* _Task statement_: Copy out each line of the data holding "digit".

* _Data excerpts_:
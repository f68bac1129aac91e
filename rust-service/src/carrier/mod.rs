//! Carrier detection from tracking numbers.
//!
//! ```text
//! input → normalize → catalog patterns (declaration order) → ranked results
//! ```
//!
//! Classification is a pure function of the catalog and the input: no
//! network calls, no randomness.

pub mod catalog;
pub mod classifier;
pub mod display;
pub mod report;

pub use catalog::{CarrierSignature, Catalog, CatalogError, FALLBACK_REGION, FALLBACK_SERVICE_NAME};
pub use classifier::{normalize, ClassificationResult, Classifier, DEFAULT_CONFIDENCE};
pub use report::{ClassificationReport, TrackingMatch};
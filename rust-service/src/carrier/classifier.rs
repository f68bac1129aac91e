//! Tracking-number classification against a carrier catalog.

use regex::Regex;
use serde::Serialize;
use tracing::debug;

use super::catalog::{CarrierSignature, Catalog, CatalogError};

/// Confidence reported for every match.
///
/// This is a presentation heuristic, not a statistically derived value. It is
/// fixed so that classification stays deterministic; ties are broken by
/// catalog declaration order.
pub const DEFAULT_CONFIDENCE: u8 = 97;

/// One carrier that accepts a given tracking number.
#[derive(Debug, Clone, PartialEq, Eq, Serialize)]
pub struct ClassificationResult {
    pub carrier: String,
    /// Index of the first pattern of this carrier that matched
    pub matched_pattern: usize,
    /// Pseudo-confidence in `[0, 100]`, see [`DEFAULT_CONFIDENCE`]
    pub confidence: u8,
    pub region: String,
    /// Uppercased input with all whitespace removed
    pub normalized: String,
}

struct CompiledCarrier {
    name: String,
    region: String,
    patterns: Vec<Regex>,
}

/// Classifies tracking numbers by carrier.
///
/// Built once from a [`Catalog`]; every pattern is compiled up front and the
/// classifier is read-only afterwards, so it can be shared freely between
/// requests.
pub struct Classifier {
    catalog: Catalog,
    compiled: Vec<CompiledCarrier>,
}

impl Classifier {
    /// Validate the catalog and compile its patterns.
    ///
    /// Patterns are matched against the whole normalized number; each one is
    /// wrapped in `^(?:...)$` so catalog authors may omit the anchors.
    pub fn new(catalog: Catalog) -> Result<Self, CatalogError> {
        catalog.validate()?;

        let compiled = catalog
            .carriers
            .iter()
            .map(compile_carrier)
            .collect::<Result<Vec<_>, _>>()?;

        Ok(Self { catalog, compiled })
    }

    /// Return every carrier whose patterns accept `input`, best first.
    ///
    /// Each carrier contributes at most one result, for its first matching
    /// pattern. An input that matches nothing yields an empty vector.
    pub fn classify(&self, input: &str) -> Vec<ClassificationResult> {
        let normalized = normalize(input);
        if normalized.is_empty() {
            return Vec::new();
        }

        let mut results: Vec<ClassificationResult> = self
            .compiled
            .iter()
            .filter_map(|carrier| {
                let index = carrier.patterns.iter().position(|p| p.is_match(&normalized))?;
                Some(ClassificationResult {
                    carrier: carrier.name.clone(),
                    matched_pattern: index,
                    confidence: DEFAULT_CONFIDENCE,
                    region: carrier.region.clone(),
                    normalized: normalized.clone(),
                })
            })
            .collect();

        // Stable: equal confidence keeps declaration order.
        results.sort_by(|a, b| b.confidence.cmp(&a.confidence));

        debug!(
            normalized = %normalized,
            match_count = results.len(),
            top_carrier = results.first().map(|r| r.carrier.as_str()).unwrap_or(""),
            "tracking_number_classified"
        );

        results
    }

    /// The top-ranked match, if any.
    pub fn best_match(&self, input: &str) -> Option<ClassificationResult> {
        self.classify(input).into_iter().next()
    }

    pub fn catalog(&self) -> &Catalog {
        &self.catalog
    }
}

fn compile_carrier(signature: &CarrierSignature) -> Result<CompiledCarrier, CatalogError> {
    let patterns = signature
        .patterns
        .iter()
        .enumerate()
        .map(|(index, pattern)| {
            Regex::new(&format!("^(?:{})$", pattern)).map_err(|source| {
                CatalogError::InvalidPattern {
                    carrier: signature.name.clone(),
                    index,
                    source,
                }
            })
        })
        .collect::<Result<Vec<_>, _>>()?;

    Ok(CompiledCarrier {
        name: signature.name.clone(),
        region: signature.region.clone(),
        patterns,
    })
}

/// Uppercase `input` and strip every whitespace character.
pub fn normalize(input: &str) -> String {
    input
        .chars()
        .filter(|c| !c.is_whitespace())
        .flat_map(char::to_uppercase)
        .collect()
}
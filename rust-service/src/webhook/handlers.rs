//! Handlers for the subscribed webhook topics.
//!
//! Compliance handlers only record the request: this service keeps no
//! customer data beyond what passes through a single request, so there is
//! nothing to export or erase locally.

use std::sync::Arc;

use serde::Serialize;
use serde_json::{json, Value};
use tracing::info;

use super::dispatch::{Acknowledgement, Dispatcher, HandlerError, TopicHandler, WebhookContext};
use super::payloads::{
    AppUninstalledPayload, CustomerRedactPayload, DataRequestPayload, OrderPayload,
    ShopRedactPayload,
};
use super::topic::Topic;
use crate::carrier::Classifier;

/// Carrier reported for tracking numbers no pattern recognises.
pub const UNKNOWN_CARRIER: &str = "Unknown";

impl Dispatcher {
    /// A dispatcher with a handler for every topic in [`Topic::ALL`].
    pub fn with_default_handlers(classifier: Arc<Classifier>) -> Self {
        let mut dispatcher = Dispatcher::new();
        dispatcher
            .register(Topic::CustomersDataRequest.as_str(), customers_data_request)
            .register(Topic::CustomersRedact.as_str(), customers_redact)
            .register(Topic::ShopRedact.as_str(), shop_redact)
            .register(Topic::OrdersCreate.as_str(), order_received)
            .register(Topic::OrdersPaid.as_str(), order_received)
            .register(Topic::OrdersFulfilled.as_str(), FulfillmentHandler::new(classifier))
            .register(Topic::AppUninstalled.as_str(), app_uninstalled);
        dispatcher
    }
}

// =============================================================================
// Compliance
// =============================================================================

fn customers_data_request(
    ctx: &WebhookContext<'_>,
    body: Value,
) -> Result<Acknowledgement, HandlerError> {
    let payload: DataRequestPayload = serde_json::from_value(body)?;

    info!(
        shop = %ctx.shop,
        shop_id = ?payload.shop_id,
        shop_domain = ?payload.shop_domain,
        customer_id = ?payload.customer.as_ref().and_then(|c| c.id),
        data_request_id = ?payload.data_request.as_ref().and_then(|r| r.id),
        orders_requested = payload.orders_requested.len(),
        "compliance_data_request"
    );

    Ok(Acknowledgement::new("Data request processed"))
}

fn customers_redact(
    ctx: &WebhookContext<'_>,
    body: Value,
) -> Result<Acknowledgement, HandlerError> {
    let payload: CustomerRedactPayload = serde_json::from_value(body)?;

    info!(
        shop = %ctx.shop,
        shop_id = ?payload.shop_id,
        shop_domain = ?payload.shop_domain,
        customer_id = ?payload.customer.as_ref().and_then(|c| c.id),
        orders_to_redact = ?payload.orders_to_redact,
        "compliance_customer_redact"
    );

    Ok(Acknowledgement::new("Customer data redacted"))
}

fn shop_redact(ctx: &WebhookContext<'_>, body: Value) -> Result<Acknowledgement, HandlerError> {
    let payload: ShopRedactPayload = serde_json::from_value(body)?;

    info!(
        shop = %ctx.shop,
        shop_id = ?payload.shop_id,
        shop_domain = ?payload.shop_domain,
        "compliance_shop_redact"
    );

    Ok(Acknowledgement::new("Shop data redacted"))
}

// =============================================================================
// Orders
// =============================================================================

fn order_received(ctx: &WebhookContext<'_>, body: Value) -> Result<Acknowledgement, HandlerError> {
    let order: OrderPayload = serde_json::from_value(body)?;

    info!(
        shop = %ctx.shop,
        topic = %ctx.topic,
        order_id = ?order.id,
        order_number = ?order.order_number,
        total_price = ?order.total_price,
        currency = ?order.currency,
        "order_received"
    );

    Ok(Acknowledgement::new(format!(
        "Order {} received for tracking",
        order.reference()
    )))
}

/// Carrier detected for one fulfillment tracking number.
#[derive(Debug, Clone, PartialEq, Serialize)]
pub struct Detection {
    pub fulfillment_id: Option<u64>,
    pub tracking_number: String,
    pub carrier: String,
    pub confidence: Option<u8>,
    /// Carrier name the merchant entered, if any
    pub declared_carrier: Option<String>,
}

/// `orders/fulfilled`: detects the carrier of every tracking number.
pub struct FulfillmentHandler {
    classifier: Arc<Classifier>,
}

impl FulfillmentHandler {
    pub fn new(classifier: Arc<Classifier>) -> Self {
        Self { classifier }
    }

    pub fn detect(&self, order: &OrderPayload) -> Vec<Detection> {
        order
            .fulfillments
            .iter()
            .flat_map(|fulfillment| {
                fulfillment
                    .all_tracking_numbers()
                    .into_iter()
                    .map(move |number| (fulfillment, number))
            })
            .map(|(fulfillment, number)| {
                let best = self.classifier.best_match(number);
                Detection {
                    fulfillment_id: fulfillment.id,
                    tracking_number: best
                        .as_ref()
                        .map(|b| b.normalized.clone())
                        .unwrap_or_else(|| number.to_string()),
                    carrier: best
                        .as_ref()
                        .map(|b| b.carrier.clone())
                        .unwrap_or_else(|| UNKNOWN_CARRIER.to_string()),
                    confidence: best.as_ref().map(|b| b.confidence),
                    declared_carrier: fulfillment.tracking_company.clone(),
                }
            })
            .collect()
    }
}

impl TopicHandler for FulfillmentHandler {
    fn handle(&self, ctx: &WebhookContext<'_>, body: Value) -> Result<Acknowledgement, HandlerError> {
        let order: OrderPayload = serde_json::from_value(body)?;
        let detections = self.detect(&order);

        for detection in &detections {
            info!(
                shop = %ctx.shop,
                order_id = ?order.id,
                tracking_number = %detection.tracking_number,
                carrier = %detection.carrier,
                declared_carrier = ?detection.declared_carrier,
                "fulfillment_carrier_detected"
            );
        }

        Ok(Acknowledgement::new(format!(
            "Order {} fulfilled with {} tracking number(s)",
            order.reference(),
            detections.len()
        ))
        .with_details(json!({ "detections": detections })))
    }
}

// =============================================================================
// App lifecycle
// =============================================================================

fn app_uninstalled(ctx: &WebhookContext<'_>, body: Value) -> Result<Acknowledgement, HandlerError> {
    let payload: AppUninstalledPayload = serde_json::from_value(body)?;
    let shop = payload.shop_domain().unwrap_or(ctx.shop);

    info!(shop = %shop, shop_id = ?payload.id, "app_uninstalled");

    Ok(Acknowledgement::new("App uninstalled"))
}
//! Carrier signature catalog.
//!
//! The catalog is plain configuration: an ordered list of carriers, each with
//! an ordered list of tracking-number patterns. Declaration order matters, it
//! decides ranking between carriers whose patterns overlap.

use std::collections::HashSet;
use std::path::Path;

use serde::{Deserialize, Serialize};
use thiserror::Error;

/// Service name used when a carrier does not declare one.
pub const FALLBACK_SERVICE_NAME: &str = "Standard";

/// Region used when a carrier does not declare one.
pub const FALLBACK_REGION: &str = "International";

/// Errors raised while loading or validating a catalog.
#[derive(Debug, Error)]
pub enum CatalogError {
    #[error("failed to read catalog file {path}: {source}")]
    Read {
        path: String,
        #[source]
        source: std::io::Error,
    },

    #[error("invalid catalog JSON: {0}")]
    Json(#[from] serde_json::Error),

    #[error("carrier at position {0} has an empty name")]
    EmptyName(usize),

    #[error("duplicate carrier name: {0}")]
    DuplicateCarrier(String),

    #[error("carrier {0} declares no patterns")]
    NoPatterns(String),

    #[error("carrier {0} declares a display group of size 0")]
    ZeroDisplayGroup(String),

    #[error("carrier {carrier} pattern #{index} is invalid: {source}")]
    InvalidPattern {
        carrier: String,
        index: usize,
        #[source]
        source: regex::Error,
    },
}

/// A single carrier and the tracking-number formats it issues.
#[derive(Debug, Clone, PartialEq, Serialize, Deserialize)]
pub struct CarrierSignature {
    /// Unique carrier name, e.g. "UPS"
    pub name: String,

    /// Regular expressions tried in order against the normalized number
    pub patterns: Vec<String>,

    /// Opaque display attribute for the presentation layer
    #[serde(default)]
    pub display_color: String,

    #[serde(default = "default_service_name")]
    pub service_name: String,

    #[serde(default = "default_region")]
    pub region: String,

    /// Tracking page URL with a `{number}` placeholder
    #[serde(default)]
    pub tracking_url_template: Option<String>,

    /// Chunk sizes used when formatting a number for display
    #[serde(default)]
    pub display_groups: Vec<usize>,
}

fn default_service_name() -> String {
    FALLBACK_SERVICE_NAME.to_string()
}

fn default_region() -> String {
    FALLBACK_REGION.to_string()
}

/// Ordered, immutable set of carrier signatures.
#[derive(Debug, Clone, PartialEq, Serialize, Deserialize)]
pub struct Catalog {
    pub carriers: Vec<CarrierSignature>,
}

impl Catalog {
    /// Create a catalog from an explicit list of signatures.
    pub fn new(carriers: Vec<CarrierSignature>) -> Self {
        Self { carriers }
    }

    /// Parse a catalog from its JSON form: `{"carriers": [...]}`.
    pub fn from_json(raw: &str) -> Result<Self, CatalogError> {
        let catalog: Catalog = serde_json::from_str(raw)?;
        catalog.validate()?;
        Ok(catalog)
    }

    /// Read a JSON catalog from disk.
    pub fn from_file(path: &Path) -> Result<Self, CatalogError> {
        let raw = std::fs::read_to_string(path).map_err(|source| CatalogError::Read {
            path: path.display().to_string(),
            source,
        })?;
        Self::from_json(&raw)
    }

    /// Load the catalog at `path`, or the built-in one when no path is given.
    pub fn load(path: Option<&Path>) -> Result<Self, CatalogError> {
        match path {
            Some(p) => Self::from_file(p),
            None => Ok(Self::builtin()),
        }
    }

    /// Check the structural rules that do not need compiled patterns.
    pub fn validate(&self) -> Result<(), CatalogError> {
        let mut seen = HashSet::new();
        for (position, carrier) in self.carriers.iter().enumerate() {
            if carrier.name.trim().is_empty() {
                return Err(CatalogError::EmptyName(position));
            }
            if !seen.insert(carrier.name.as_str()) {
                return Err(CatalogError::DuplicateCarrier(carrier.name.clone()));
            }
            if carrier.patterns.is_empty() {
                return Err(CatalogError::NoPatterns(carrier.name.clone()));
            }
            if carrier.display_groups.contains(&0) {
                return Err(CatalogError::ZeroDisplayGroup(carrier.name.clone()));
            }
        }
        Ok(())
    }

    /// Look up a carrier by exact name.
    pub fn get(&self, name: &str) -> Option<&CarrierSignature> {
        self.carriers.iter().find(|c| c.name == name)
    }

    pub fn len(&self) -> usize {
        self.carriers.len()
    }

    pub fn is_empty(&self) -> bool {
        self.carriers.is_empty()
    }

    /// The catalog shipped with the service.
    ///
    /// USPS precedes FedEx: its 20 and 22 digit formats carry a `91`-`95`
    /// prefix and are more specific than FedEx's bare digit runs.
    pub fn builtin() -> Self {
        Self::new(vec![
            signature(
                "UPS",
                &[r"1Z[0-9A-Z]{14,16}", r"T\d{10}", r"K\d{10}"],
                "#351C15",
                "UPS Ground",
                "United States",
                Some("https://www.ups.com/track?tracknum={number}"),
                &[2, 3, 3, 2, 4, 4],
            ),
            signature(
                "USPS",
                &[r"9[1-5]\d{20}", r"9[1-5]\d{18}", r"[A-Z]{2}\d{9}US"],
                "#333366",
                "Priority Mail",
                "United States",
                Some("https://tools.usps.com/go/TrackConfirmAction?tLabels={number}"),
                &[4, 4, 4, 4, 4],
            ),
            signature(
                "FedEx",
                &[r"\d{12}", r"\d{15}", r"\d{20}", r"\d{22}"],
                "#4D148C",
                "FedEx Ground",
                "United States",
                Some("https://www.fedex.com/fedextrack/?trknbr={number}"),
                &[4, 4, 4],
            ),
            signature(
                "DHL Express",
                &[r"\d{10}", r"JJD\d{18}", r"JVGL\d{16}", r"GM\d{16,18}"],
                "#FFCC00",
                "DHL Express Worldwide",
                "International",
                Some("https://www.dhl.com/en/express/tracking.html?AWB={number}"),
                &[2, 4, 4],
            ),
            signature(
                "Amazon Logistics",
                &[r"TBA\d{12}"],
                "#FF9900",
                "Amazon Shipping",
                "United States",
                Some("https://track.amazon.com/tracking/{number}"),
                &[3, 4, 4, 4],
            ),
            signature(
                "OnTrac",
                &[r"[CD]\d{14}"],
                "#0055A5",
                "OnTrac Ground",
                "United States",
                Some("https://www.ontrac.com/tracking/?number={number}"),
                &[1, 4, 4, 4, 2],
            ),
            signature(
                "Royal Mail",
                &[r"[A-Z]{2}\d{9}GB"],
                "#E60000",
                "Royal Mail Tracked 48",
                "United Kingdom",
                Some("https://www.royalmail.com/track-your-item#/tracking-results/{number}"),
                &[2, 3, 3, 3, 2],
            ),
            signature(
                "Canada Post",
                &[r"\d{16}", r"[A-Z]{2}\d{9}CA"],
                "#D52B1E",
                "Expedited Parcel",
                "Canada",
                Some("https://www.canadapost-postescanada.ca/track-reperage/en#/search?searchFor={number}"),
                &[4, 4, 4, 4],
            ),
            signature(
                "Australia Post",
                &[r"[A-Z]{2}\d{9}AU"],
                "#DC1928",
                "Parcel Post",
                "Australia",
                Some("https://auspost.com.au/mypost/track/#/details/{number}"),
                &[2, 3, 3, 3, 2],
            ),
            signature(
                "China Post",
                &[r"[A-Z]{2}\d{9}CN"],
                "#006B3F",
                "ePacket",
                "China",
                None,
                &[2, 3, 3, 3, 2],
            ),
            signature(
                "India Post",
                &[r"[A-Z]{2}\d{9}IN"],
                "#C8102E",
                "Speed Post",
                "India",
                None,
                &[2, 3, 3, 3, 2],
            ),
            signature(
                "DPD",
                &[r"\d{14}", r"\d{14}[A-Z]"],
                "#DC0032",
                "DPD Classic",
                "Europe",
                Some("https://tracking.dpd.de/status/en_US/parcel/{number}"),
                &[4, 4, 4, 2],
            ),
            signature(
                "TNT",
                &[r"\d{9}", r"GE\d{9}WW"],
                "#FF6600",
                "TNT Express",
                "Europe",
                Some("https://www.tnt.com/express/en_us/site/tracking.html?searchType=con&cons={number}"),
                &[3, 3, 3],
            ),
        ])
    }
}

impl Default for Catalog {
    fn default() -> Self {
        Self::builtin()
    }
}

fn signature(
    name: &str,
    patterns: &[&str],
    display_color: &str,
    service_name: &str,
    region: &str,
    tracking_url_template: Option<&str>,
    display_groups: &[usize],
) -> CarrierSignature {
    CarrierSignature {
        name: name.to_string(),
        patterns: patterns.iter().map(|p| p.to_string()).collect(),
        display_color: display_color.to_string(),
        service_name: service_name.to_string(),
        region: region.to_string(),
        tracking_url_template: tracking_url_template.map(str::to_string),
        display_groups: display_groups.to_vec(),
    }
}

* _Result of the exercise_:
    /// USPS precedes FedEx: its 20 and 22 digit formats carry a `91`-`95`
    /// prefix and are more specific than FedEx's bare digit runs.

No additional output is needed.